We searched the trials registers of the Cochrane Stroke Group (last searched October 2007) and the Cochrane Depression Anxiety and Neurosis Group (last searched February 2008). In addition, we searched the Cochrane Central Register of Controlled Trials (The Cochrane Library, Issue 1, 2008), MEDLINE (1966 to May 2006), EMBASE (1980 to May 2006), CINAHL (1982 to May 2006), PsycINFO (1967 to May 2006) and other databases. We also searched reference lists, clinical trials registers, conference proceedings and dissertation abstracts, and contacted authors, researchers and pharmaceutical companies.

Selection criteria

Randomised controlled trials comparing pharmaceutical agents with placebo, or various forms of psychotherapy or ECT with standard care (or attention control), in patients with stroke, with the intention of treating depression.

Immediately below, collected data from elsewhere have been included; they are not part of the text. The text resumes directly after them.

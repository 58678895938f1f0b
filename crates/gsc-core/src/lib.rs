//! Shared types for the search-console performance store.
//!
//! Holds the typed records that flow between the importer, the storage
//! layer and the reporting commands, plus the crate-wide error type and
//! the command-line settings.

pub mod error;
pub mod models;
pub mod settings;

pub use error::{GscError, Result};
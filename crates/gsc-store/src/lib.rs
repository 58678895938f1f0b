//! SQLite storage for search-console performance data.
//!
//! Two tables: a query dictionary mapping each distinct search term to a
//! surrogate key, and a results table holding one row per
//! (date, query, device, country) observation.

pub mod pattern;
pub mod store;

pub use store::{Batch, Store};
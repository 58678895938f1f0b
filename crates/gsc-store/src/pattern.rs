//! Builds `LIKE` patterns for literal substring matching.

/// Escape character declared in every `LIKE ... ESCAPE` clause.
pub const LIKE_ESCAPE: char = '\\';

/// Wrap `needle` as `%needle%`, escaping any `LIKE` metacharacters it holds.
///
/// SQLite's `LIKE` is case-insensitive for ASCII, so the resulting pattern
/// matches stored queries containing `needle` regardless of ASCII case.
pub fn substring_pattern(needle: &str) -> String {
    let mut pattern = String::with_capacity(needle.len() + 2);
    pattern.push('%');
    for ch in needle.chars() {
        if ch == '%' || ch == '_' || ch == LIKE_ESCAPE {
            pattern.push(LIKE_ESCAPE);
        }
        pattern.push(ch);
    }
    pattern.push('%');
    pattern
}

#[cfg(test)]
mod tests {
    use super::*;

    #[test]
    fn test_plain_term() {
        assert_eq!(substring_pattern("shoes"), "%shoes%");
    }

    #[test]
    fn test_metacharacters_escaped() {
        assert_eq!(substring_pattern("50%_off"), r"%50\%\_off%");
        assert_eq!(substring_pattern(r"a\b"), r"%a\\b%");
    }

    #[test]
    fn test_empty_term_matches_everything() {
        assert_eq!(substring_pattern(""), "%%");
    }
}
use crate::errors::AppError;
use crate::models::{Session, User};
use serde::{Deserialize, Serialize};
use std::{
    env,
    path::{Path, PathBuf},
    sync::Arc,
};
use tokio::{fs, sync::Mutex};
use tracing::error;

/// On-disk key-value record: the auth token, the serialized user profile, and
/// one transient key carrying a selected student across a single navigation.
#[derive(Debug, Clone, Serialize, Deserialize, Default)]
struct SessionData {
    token: Option<String>,
    user: Option<User>,
    selected_student_id: Option<i64>,
}

impl SessionData {
    fn session(&self) -> Option<Session> {
        let token = self.token.as_deref().filter(|t| !t.is_empty())?;
        let user = self.user.as_ref()?;
        Some(Session {
            token: token.to_string(),
            user: user.clone(),
        })
    }
}

/// File-backed session store. The in-memory copy is read once at startup;
/// writers persist on every mutation, last write wins.
#[derive(Clone)]
pub struct SessionStore {
    path: PathBuf,
    data: Arc<Mutex<SessionData>>,
}

pub fn resolve_session_path() -> PathBuf {
    if let Ok(path) = env::var("SESSION_PATH") {
        return PathBuf::from(path);
    }

    PathBuf::from("data/session.json")
}

impl SessionStore {
    pub async fn open(path: PathBuf) -> Self {
        let data = load_data(&path).await;
        Self {
            path,
            data: Arc::new(Mutex::new(data)),
        }
    }

    /// `Some` iff token and user are both present, with a non-empty token.
    pub async fn get(&self) -> Option<Session> {
        self.data.lock().await.session()
    }

    pub async fn is_valid(&self) -> bool {
        self.get().await.is_some()
    }

    /// Token and user are stored together; partial sessions never hit disk.
    pub async fn set(&self, token: String, user: User) -> Result<(), AppError> {
        let mut data = self.data.lock().await;
        data.token = Some(token);
        data.user = Some(user);
        persist_data(&self.path, &data).await
    }

    /// Wipes every key, the transient one included. Callers pair this with a
    /// redirect to the login page.
    pub async fn clear(&self) -> Result<(), AppError> {
        let mut data = self.data.lock().await;
        *data = SessionData::default();
        persist_data(&self.path, &data).await
    }

    pub async fn stash_student(&self, student_id: i64) -> Result<(), AppError> {
        let mut data = self.data.lock().await;
        data.selected_student_id = Some(student_id);
        persist_data(&self.path, &data).await
    }

    /// Consumes the stashed id; it lives for exactly one navigation.
    pub async fn take_student(&self) -> Result<Option<i64>, AppError> {
        let mut data = self.data.lock().await;
        let taken = data.selected_student_id.take();
        if taken.is_some() {
            persist_data(&self.path, &data).await?;
        }
        Ok(taken)
    }
}

async fn load_data(path: &Path) -> SessionData {
    match fs::read(path).await {
        Ok(bytes) => match serde_json::from_slice(&bytes) {
            Ok(data) => data,
            Err(err) => {
                error!("failed to parse session file: {err}");
                SessionData::default()
            }
        },
        Err(err) if err.kind() == std::io::ErrorKind::NotFound => SessionData::default(),
        Err(err) => {
            error!("failed to read session file: {err}");
            SessionData::default()
        }
    }
}

async fn persist_data(path: &Path, data: &SessionData) -> Result<(), AppError> {
    let payload = serde_json::to_vec_pretty(data)?;
    fs::write(path, payload).await?;
    Ok(())
}
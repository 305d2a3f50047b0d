pub mod api;
pub mod app;
pub mod errors;
pub mod grades;
pub mod handlers;
pub mod models;
pub mod sections;
pub mod session;
pub mod state;
pub mod ui;

pub use api::{resolve_api_base, ApiClient};
pub use app::router;
pub use session::{resolve_session_path, SessionStore};
pub use state::AppState;
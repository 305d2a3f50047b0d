use chrono::NaiveDate;
use serde::{Deserialize, Serialize};

#[derive(Debug, Clone, Copy, PartialEq, Eq, Serialize, Deserialize)]
#[serde(rename_all = "lowercase")]
pub enum Role {
    Teacher,
    Student,
}

impl Role {
    pub fn label(self) -> &'static str {
        match self {
            Role::Teacher => "Teacher",
            Role::Student => "Student",
        }
    }

    pub fn is_teacher(self) -> bool {
        matches!(self, Role::Teacher)
    }
}

#[derive(Debug, Clone, Serialize, Deserialize)]
pub struct User {
    pub id: i64,
    pub name: String,
    pub email: String,
    pub role: Role,
}

/// The authenticated identity cached client-side: token and user profile are
/// always stored and cleared together.
#[derive(Debug, Clone)]
pub struct Session {
    pub token: String,
    pub user: User,
}

#[derive(Debug, Clone, Serialize, Deserialize)]
pub struct Student {
    pub id: i64,
    pub user_id: i64,
    pub teacher_id: i64,
    pub class_name: String,
    pub roll_no: String,
    pub user: User,
}

impl Student {
    /// Option label used by every student-selection dropdown.
    pub fn select_label(&self) -> String {
        format!("{} ({} - {})", self.user.name, self.class_name, self.roll_no)
    }
}

#[derive(Debug, Clone, Serialize, Deserialize)]
pub struct Mark {
    pub id: i64,
    pub student_id: i64,
    pub subject: String,
    pub marks: f64,
}

#[derive(Debug, Clone, Copy, PartialEq, Eq, Serialize, Deserialize)]
#[serde(rename_all = "lowercase")]
pub enum AttendanceStatus {
    Present,
    Absent,
}

impl AttendanceStatus {
    pub fn parse(value: &str) -> Option<Self> {
        match value {
            "present" => Some(AttendanceStatus::Present),
            "absent" => Some(AttendanceStatus::Absent),
            _ => None,
        }
    }

    pub fn as_str(self) -> &'static str {
        match self {
            AttendanceStatus::Present => "present",
            AttendanceStatus::Absent => "absent",
        }
    }

    pub fn css_class(self) -> &'static str {
        match self {
            AttendanceStatus::Present => "success",
            AttendanceStatus::Absent => "error",
        }
    }
}

#[derive(Debug, Clone, Serialize, Deserialize)]
pub struct AttendanceRecord {
    pub id: i64,
    pub student_id: i64,
    pub date: NaiveDate,
    pub status: AttendanceStatus,
}

/// Aggregate payload of `GET /dashboard`. The `my_*` fields are only present
/// for teachers.
#[derive(Debug, Clone, Deserialize)]
pub struct DashboardStats {
    #[serde(default)]
    pub total_students: i64,
    #[serde(default)]
    pub total_teachers: i64,
    #[serde(default)]
    pub recent_marks: Vec<Mark>,
    #[serde(default)]
    pub recent_attendance: Vec<AttendanceRecord>,
    #[serde(default)]
    pub my_students_count: Option<i64>,
    #[serde(default)]
    pub my_students: Vec<Student>,
}

#[derive(Debug, Clone, Deserialize)]
pub struct LoginResponse {
    pub token: String,
    pub user: User,
    pub message: String,
}

/// Rendered as-is; generated entirely by the backend AI collaborator.
#[derive(Debug, Clone, Deserialize)]
pub struct AiReport {
    #[serde(default)]
    pub success: bool,
    #[serde(default)]
    pub weak_subjects: Vec<String>,
    #[serde(default)]
    pub tips: Vec<String>,
    #[serde(default)]
    pub study_plan: String,
    #[serde(default)]
    pub summary: String,
    #[serde(default)]
    pub message: Option<String>,
}

#[derive(Debug, Clone, Deserialize)]
pub struct CreatedStudent {
    pub id: i64,
    pub name: String,
    pub email: String,
    pub class_name: String,
    pub roll_no: String,
}

/// `POST /students` does not answer with the list row shape; it wraps the
/// created record.
#[derive(Debug, Clone, Deserialize)]
pub struct CreateStudentResponse {
    pub message: String,
    pub student: CreatedStudent,
}

// ---- request payloads ----

#[derive(Debug, Serialize, Deserialize)]
pub struct Credentials {
    pub email: String,
    pub password: String,
}

#[derive(Debug, Serialize)]
pub struct TeacherPayload {
    pub name: String,
    pub email: String,
    pub password: String,
    pub role: Role,
}

impl TeacherPayload {
    pub fn new(name: String, email: String, password: String) -> Self {
        Self {
            name,
            email,
            password,
            role: Role::Teacher,
        }
    }
}

#[derive(Debug, Serialize, Deserialize)]
pub struct StudentPayload {
    pub name: String,
    pub email: String,
    pub class_name: String,
    pub roll_no: String,
    pub password: String,
}

#[derive(Debug, Serialize)]
pub struct MarkPayload {
    pub student_id: i64,
    pub subject: String,
    pub marks: f64,
}

#[derive(Debug, Serialize)]
pub struct AttendancePayload {
    pub student_id: i64,
    pub date: NaiveDate,
    pub status: AttendanceStatus,
}

// ---- browser form bodies ----
//
// Selection and numeric fields arrive as strings so the handlers can reject
// bad input with a readable message instead of a 422 from the extractor.

#[derive(Debug, Deserialize)]
pub struct TeacherForm {
    pub name: String,
    pub email: String,
    pub password: String,
}

#[derive(Debug, Deserialize)]
pub struct MarkForm {
    pub student_id: String,
    pub subject: String,
    pub marks: String,
}

#[derive(Debug, Deserialize)]
pub struct AttendanceForm {
    pub student_id: String,
    pub date: String,
    pub status: String,
}

#[derive(Debug, Deserialize)]
pub struct ReportForm {
    #[serde(default)]
    pub student_id: String,
}
use school_portal::{resolve_api_base, resolve_session_path, ApiClient, AppState, SessionStore};
use std::{env, net::SocketAddr};
use tokio::fs;
use tracing::info;
use tracing_subscriber::{fmt, EnvFilter};

#[tokio::main]
async fn main() -> Result<(), Box<dyn std::error::Error>> {
    fmt()
        .with_env_filter(EnvFilter::from_default_env().add_directive("info".parse()?))
        .init();

    let session_path = resolve_session_path();
    if let Some(parent) = session_path.parent() {
        fs::create_dir_all(parent).await?;
    }

    let sessions = SessionStore::open(session_path).await;
    let api_base = resolve_api_base();
    info!("using backend API at {api_base}");
    let state = AppState::new(ApiClient::new(api_base), sessions);

    let app = school_portal::router(state);

    let port = env::var("PORT")
        .ok()
        .and_then(|value| value.parse::<u16>().ok())
        .unwrap_or(8080);
    let addr = SocketAddr::from(([0, 0, 0, 0], port));

    info!("listening on http://{addr}");
    let listener = tokio::net::TcpListener::bind(addr).await?;
    axum::serve(listener, app).await?;

    Ok(())
}
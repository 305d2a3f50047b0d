use crate::api::ApiClient;
use crate::session::SessionStore;

#[derive(Clone)]
pub struct AppState {
    pub api: ApiClient,
    pub sessions: SessionStore,
}

impl AppState {
    pub fn new(api: ApiClient, sessions: SessionStore) -> Self {
        Self { api, sessions }
    }
}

Data collection and analysis

Two review authors selected trials for inclusion and assessed methodological quality; three review authors extracted, cross-checked and entered data. Primary analyses were the prevalence of diagnosable depressive disorder at the end of treatment. Secondary outcomes included depression scores on standard scales, physical function, death, recurrent stroke and adverse effects.

Main results

Sixteen trials (17 interventions), with 1655 participants, were included in the review. Data were available for 13 pharmaceutical agents, and four trials of psychotherapy. There were no trials of ECT. The analyses were complicated by the lack of standardised diagnostic and outcome criteria, and differing analytic methods. There was some evidence of benefit of pharmacotherapy in terms of a complete remission of depression and a reduction (improvement) in scores on depression rating scales, but there was also evidence of an associated increase in adverse events. There was no evidence of benefit of psychotherapy.

Authors' conclusions

A small but significant effect of pharmacotherapy (not psychotherapy) on treating depression and reducing depressive symptoms was found, as was a significant increase in adverse events. More research is required before recommendations can be made about the routine use of such treatments.


Plain language summary

  1. Top of page
  2. Abstract
  3. Plain language summary
  4. 摘要

Interventions for treating depression after stroke

Antidepressant drugs may be useful in treating depression after stroke, but also cause side effects. Depression is common after stroke and may be treated with antidepressant medication or psychological therapy. This review of 16 trials, including 1655 participants, found that antidepressant drugs may produce recovery or improve depression symptoms. However they also increase side effects. These drugs should be used with caution in people with persistent depressive symptoms after stroke, as little is known about the risks, especially of seizures, falls, and delirium. We found no evidence for the benefit of psychotherapy. Future research should include a broader group of stroke patients.



  1. Top of page
  2. Abstract
  3. Plain language summary
  4. 摘要







我們搜查了the trials registers of the Cochrane Stroke Group (搜尋至2007年10月)以及 the Cochrane Depression Anxiety and Neurosis Group (搜尋至2008年2月)。此外,我們搜尋了Cochrane Central Register of Controlled Trials (The Cochrane Library,2008年第1期)、 MEDLINE (1966年至2006年5月)、EMBASE (1980年至2006年5月)CINAHL (1982年至2006年5月)、PsycINFO (1967年至2006年5月)以及其他資料庫。我們還搜尋參考文獻、臨床試驗資料庫、研討會摘要手冊及論文摘要,並聯絡作者、研究者與藥廠。


比較不同種類的藥劑與安慰劑,或各種心理治療或ETC加上標準照護(或注意力控制)的隨機對照試驗(randomised controlled trials)於中風病人且具有明確治療憂鬱症的意向者。









此翻譯計畫由臺灣國家衛生研究院(National Health Research Institutes, Taiwan)統籌。